Attention should be drawn to an important differencesolution from a pure solvent. If the latter boils and freezes at a constanttemperature, thensolutions do this in the intervaltemperatures, i.e. in the process of their boiling away, the temperature rises all the time, and when it freezes, it decreases. This is due to the fact that the removal from the liquid phasesolvent in the form of steam or solid crystals leads to an increase in the molar concentration of the solution, tk. the dissolved substance in the process of boiling and freezing remains unchanged in the liquid phase (up to its complete boiling or freezing), and the mass of the liquid solvent decreases.

In practical measurements freezing or boiling point solution, the moment of the appearance of the first solid crystals in it is fixed (for t deputy ) or gas bubbles (for t bale ).
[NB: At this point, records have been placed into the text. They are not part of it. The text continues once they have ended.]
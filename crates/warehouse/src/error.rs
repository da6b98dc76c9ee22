//! Error types for warehouse operations.

use thiserror::Error;

#[derive(Error, Debug)]
pub enum WarehouseError {
    #[error("Database error: {0}")]
    Sqlx(#[from] sqlx::Error),

    #[error("Failed to encode or decode order levels: {0}")]
    Codec(#[from] serde_json::Error),

    #[error("Stored row is invalid: {0}")]
    InvalidRow(String),

    #[error("Gave up connecting after {attempts} attempts: {last}")]
    Exhausted {
        attempts: u32,
        last: Box<WarehouseError>,
    },
}

impl WarehouseError {
    /// Returns true for network-level failures that may succeed on retry.
    /// Everything else (bad URL, schema errors, decode errors) is fatal.
    pub fn is_transient(&self) -> bool {
        match self {
            WarehouseError::Sqlx(err) => matches!(
                err,
                sqlx::Error::Io(_) | sqlx::Error::PoolTimedOut | sqlx::Error::Tls(_)
            ),
            _ => false,
        }
    }
}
The property of solutions to lower the freezing point allows them to be used as coolants.

So, solutions of some organic and inorganic substances are used as antifreezes for cooling internal combustion engines when they operate in a variety of climatic conditions.

downgrade freezing temperature solutions is of great importance for living organisms. So, the liquid in their cells is a solution of various inorganic and organic substances. Hisfreezing temperature is below 0 about C (273.16 K ), so cells do not die under supercooling conditions.

Thanks to this phenomenon, the plants are preserved in the winter. Moreover, the higher the concentration of substances in the cell fluid, the lower external temperatures the plant can tolerate.

At the same time, to lower the freezing point of the solution in cooled cells, the process of hydrolysis of higher molecular weight compounds to low molecular weight compounds (for example, carbohydrates to glucose) is intensified.